Reference Age/Sex Smoking History METex14 Alteration MET IHC MET Amplification Agent Best Response
Awad et al. 201630 64 F Never Splice donor mutation NA Yes Crizotinib PR
Frampton et al. 201529 82 F Former Splice donor mutation 3+ Yes Capmatinib PR
Frampton et al. 201529 66 F Former Splice donor mutation 3+ Not tested Capmatinib PR
Jenkins et al. 201539 86 M Never Splice acceptor deletion 2+ NA Crizotinib PR
Jorge et al. 201540 68 F Former Splice donor mutation NA NA Crizotinib PR
Lee et al. 201541 61 M Never Splice donor deletion NA NA Crizotinib PR
Liu et al. 201538 74 F Former Splice site mutation NA NA Crizotinib PR
Mahjoubi et al. 201642 67 F Never Splice donor mutation NA NA Crizotinib PR
Mendenhall et al. 201543 76 F Former Splice donor mutation NA NA Crizotinib PR
Paik et al. 201532 65 M Former Splice donor mutation NA NA Crizotinib PR
Paik et al. 201532 78 M Former Splice donor deletion 3+ NA Crizotinib PR (lung)
PD (liver)
Paik et al. 201532 80 F Never Splice donor mutation 3+ Yes Cabozantinib CR (PERCIST)
Paik et al. 201532 90 F Never Splice donor mutation NA NA Crizotinib PR
Waqar et al. 201544 71 M Former Splice donor mutation NA No Crizotinib PR

MET, MET proto-oncogene receptor tyrosine kinase; METex14, MET exon 14; MET, mesenchymal epithelial transition receptor; IHC, immunohistochemistry; F, female; NA, not applicable/available; PR, partial response; M, male; PD, progressive disease; CR, complete response; PERCIST, Positron Emission Tomography Response Criteria in Solid Tumors.

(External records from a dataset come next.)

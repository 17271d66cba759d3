//! Storage layer for the punch clock.
//!
//! Persists the whole ledger snapshot at once: [`LedgerStore::load`] reads
//! it at session start and [`LedgerStore::save`] overwrites it after a
//! mutating command.
//!
//! # Format
//!
//! [`JsonFileStore`] writes pretty-printed JSON: an object keyed by project
//! name, each value an array of entries:
//!
//! ```json
//! {
//!   "work": [
//!     {
//!       "in": "2008-08-23T09:00:00-05:00",
//!       "out": "2008-08-23T10:05:00-05:00",
//!       "log": ["punch in @ 2008-08-23T09:00:00-0500", "punch out @ 2008-08-23T10:05:00-0500"]
//!     }
//!   ]
//! }
//! ```
//!
//! Project order and entry order are preserved. Timestamps keep their UTC
//! offset and second precision.
//!
//! # Concurrency
//!
//! There is no locking. Two processes saving the same file race and the
//! last writer wins.

use std::cell::{Cell, RefCell};
use std::path::{Path, PathBuf};

use punch_core::LedgerData;
use thiserror::Error;

/// Storage errors.
#[derive(Debug, Error)]
pub enum StoreError {
    /// Reading or writing the ledger file failed.
    #[error("failed to {action} {}", path.display())]
    Io {
        action: &'static str,
        path: PathBuf,
        #[source]
        source: std::io::Error,
    },
    /// The ledger file is not valid ledger JSON.
    #[error("invalid ledger data in {}", path.display())]
    Parse {
        path: PathBuf,
        #[source]
        source: serde_json::Error,
    },
    /// The snapshot could not be serialized.
    #[error("failed to serialize ledger")]
    Serialize(#[source] serde_json::Error),
}

/// Loads and saves ledger snapshots.
pub trait LedgerStore {
    /// Reads the snapshot. A store that does not exist yet is empty.
    fn load(&self) -> Result<LedgerData, StoreError>;

    /// Overwrites the stored snapshot.
    fn save(&self, data: &LedgerData) -> Result<(), StoreError>;
}

/// A ledger kept in a single JSON file.
#[derive(Debug, Clone)]
pub struct JsonFileStore {
    path: PathBuf,
}

impl JsonFileStore {
    pub fn new(path: impl Into<PathBuf>) -> Self {
        Self { path: path.into() }
    }

    pub fn path(&self) -> &Path {
        &self.path
    }

    fn io_error(&self, action: &'static str, source: std::io::Error) -> StoreError {
        StoreError::Io {
            action,
            path: self.path.clone(),
            source,
        }
    }
}

impl LedgerStore for JsonFileStore {
    fn load(&self) -> Result<LedgerData, StoreError> {
        let content = match std::fs::read_to_string(&self.path) {
            Ok(content) => content,
            Err(e) if e.kind() == std::io::ErrorKind::NotFound => {
                tracing::debug!(path = %self.path.display(), "no ledger yet, starting empty");
                return Ok(LedgerData::new());
            }
            Err(e) => return Err(self.io_error("read", e)),
        };

        if content.trim().is_empty() {
            return Ok(LedgerData::new());
        }

        let data: LedgerData = serde_json::from_str(&content).map_err(|source| StoreError::Parse {
            path: self.path.clone(),
            source,
        })?;
        tracing::debug!(path = %self.path.display(), projects = data.len(), "loaded ledger");
        Ok(data)
    }

    /// Writes to a sibling temporary file, then renames it into place.
    fn save(&self, data: &LedgerData) -> Result<(), StoreError> {
        if let Some(parent) = self.path.parent().filter(|p| !p.as_os_str().is_empty()) {
            std::fs::create_dir_all(parent).map_err(|e| self.io_error("create directory for", e))?;
        }

        let mut json = serde_json::to_string_pretty(data).map_err(StoreError::Serialize)?;
        json.push('\n');

        let mut tmp = self.path.clone().into_os_string();
        tmp.push(".tmp");
        let tmp = PathBuf::from(tmp);
        std::fs::write(&tmp, json).map_err(|e| self.io_error("write", e))?;
        std::fs::rename(&tmp, &self.path).map_err(|e| self.io_error("replace", e))?;

        tracing::debug!(path = %self.path.display(), projects = data.len(), "saved ledger");
        Ok(())
    }
}

/// A ledger held in memory, for tests.
#[derive(Debug, Default)]
pub struct MemoryStore {
    data: RefCell<LedgerData>,
    saves: Cell<usize>,
}

impl MemoryStore {
    pub fn new(data: LedgerData) -> Self {
        Self {
            data: RefCell::new(data),
            saves: Cell::new(0),
        }
    }

    /// The current stored snapshot.
    pub fn snapshot(&self) -> LedgerData {
        self.data.borrow().clone()
    }

    /// How many times `save` has been called.
    pub fn save_count(&self) -> usize {
        self.saves.get()
    }
}

impl LedgerStore for MemoryStore {
    fn load(&self) -> Result<LedgerData, StoreError> {
        Ok(self.snapshot())
    }

    fn save(&self, data: &LedgerData) -> Result<(), StoreError> {
        self.data.replace(data.clone());
        self.saves.set(self.saves.get() + 1);
        Ok(())
    }
}

#[cfg(test)]
mod tests {
    use super::*;

    use chrono::DateTime;
    use punch_core::{PUNCH_IN, TimeEntry, Timestamp};

    fn at(s: &str) -> Timestamp {
        DateTime::parse_from_rfc3339(s).unwrap()
    }

    fn sample() -> LedgerData {
        let mut first = TimeEntry::new(at("2008-08-23T09:00:00-05:00"));
        first.push_log(PUNCH_IN, first.punched_in);
        first.punched_out = Some(at("2008-08-23T10:05:00-05:00"));
        let active = TimeEntry::new(at("2008-08-24T08:30:15+02:00"));

        let mut data = LedgerData::new();
        data.insert("zeta".into(), vec![first.clone(), active]);
        data.insert("alpha".into(), vec![first]);
        data.insert("alpha/child".into(), Vec::new());
        data
    }

    #[test]
    fn load_missing_file_is_empty() {
        let dir = tempfile::tempdir().unwrap();
        let store = JsonFileStore::new(dir.path().join("ledger.json"));
        assert!(store.load().unwrap().is_empty());
    }

    #[test]
    fn save_then_load_preserves_order_and_offsets() {
        let dir = tempfile::tempdir().unwrap();
        let store = JsonFileStore::new(dir.path().join("nested/ledger.json"));
        let data = sample();

        store.save(&data).unwrap();
        assert!(store.path().is_file());
        let loaded = store.load().unwrap();

        assert_eq!(loaded, data);
        assert_eq!(
            loaded.keys().collect::<Vec<_>>(),
            vec!["zeta", "alpha", "alpha/child"]
        );
        assert_eq!(
            loaded["zeta"][1].punched_in.offset().local_minus_utc(),
            2 * 3600
        );
        assert!(!dir.path().join("nested/ledger.json.tmp").exists());
    }

    #[test]
    fn save_overwrites_previous_snapshot() {
        let dir = tempfile::tempdir().unwrap();
        let store = JsonFileStore::new(dir.path().join("ledger.json"));
        store.save(&sample()).unwrap();
        store.save(&LedgerData::new()).unwrap();
        assert!(store.load().unwrap().is_empty());
    }

    #[test]
    fn load_rejects_malformed_json() {
        let dir = tempfile::tempdir().unwrap();
        let path = dir.path().join("ledger.json");
        std::fs::write(&path, "{ not json").unwrap();

        let err = JsonFileStore::new(&path).load().unwrap_err();
        assert!(matches!(err, StoreError::Parse { .. }));
        assert!(err.to_string().contains("invalid ledger data"));
    }

    #[test]
    fn load_rejects_entries_without_in() {
        let dir = tempfile::tempdir().unwrap();
        let path = dir.path().join("ledger.json");
        std::fs::write(&path, r#"{"work": [{"out": "2008-08-23T10:05:00-05:00"}]}"#).unwrap();

        assert!(JsonFileStore::new(&path).load().is_err());
    }

    #[test]
    fn load_reading_a_directory_is_an_io_error() {
        let dir = tempfile::tempdir().unwrap();
        let err = JsonFileStore::new(dir.path()).load().unwrap_err();
        assert!(matches!(err, StoreError::Io { action: "read", .. }));
    }

    #[test]
    fn memory_store_counts_saves() {
        let store = MemoryStore::new(sample());
        assert_eq!(store.load().unwrap(), sample());
        store.save(&LedgerData::new()).unwrap();
        assert_eq!(store.save_count(), 1);
        assert!(store.snapshot().is_empty());
    }
}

Pulmonary sarcomatoid carcinomas were thought to be relatively refractory to cytotoxic chemotherapies; however, a dramatic PR was reported in a patient with advanced pulmonary sarcomatoid carcinoma harboring both a METex14 alteration and MET amplification. No responses to an anti-MET or anti-HGF monoclonal antibody in a patient with lung cancer with a METex14 alteration have been reported, although such a response is not unlikely given our knowledge of these tumors’ biology, coupled with preclinical data supporting the use of these agents.28

Reports of response to MET inhibitors have prompted drug development plans focused on molecular enrichment for METex14 alterations. The phase I trial that resulted in approval of crizotinib for ALK- and ROS1-rearranged lung cancers (NCT00585195) is currently treating patients with advanced lung cancer with METex14 alterations in an enriched cohort.41 Of the 18 response-evaluable patients at the latest available data cutoff, eight experienced a confirmed PR (overall response rate 44% [95% confidence interval: 22–69]) with tumor shrinkage in 14 of 18 patients.45 We look forward to studies of potential mechanisms of acquired resistance to MET TKIs, but already MET D1228N has been reported as a putative mechanism.46

MET-Amplified Lung Cancers

MET amplification is thought to dysregulate MET pathway signaling through protein overexpression and constitutive kinase activation. Identification of MET copy number gains in the setting of acquired resistance to EGFR TKI therapy in lung cancer stimulated interest in these alterations.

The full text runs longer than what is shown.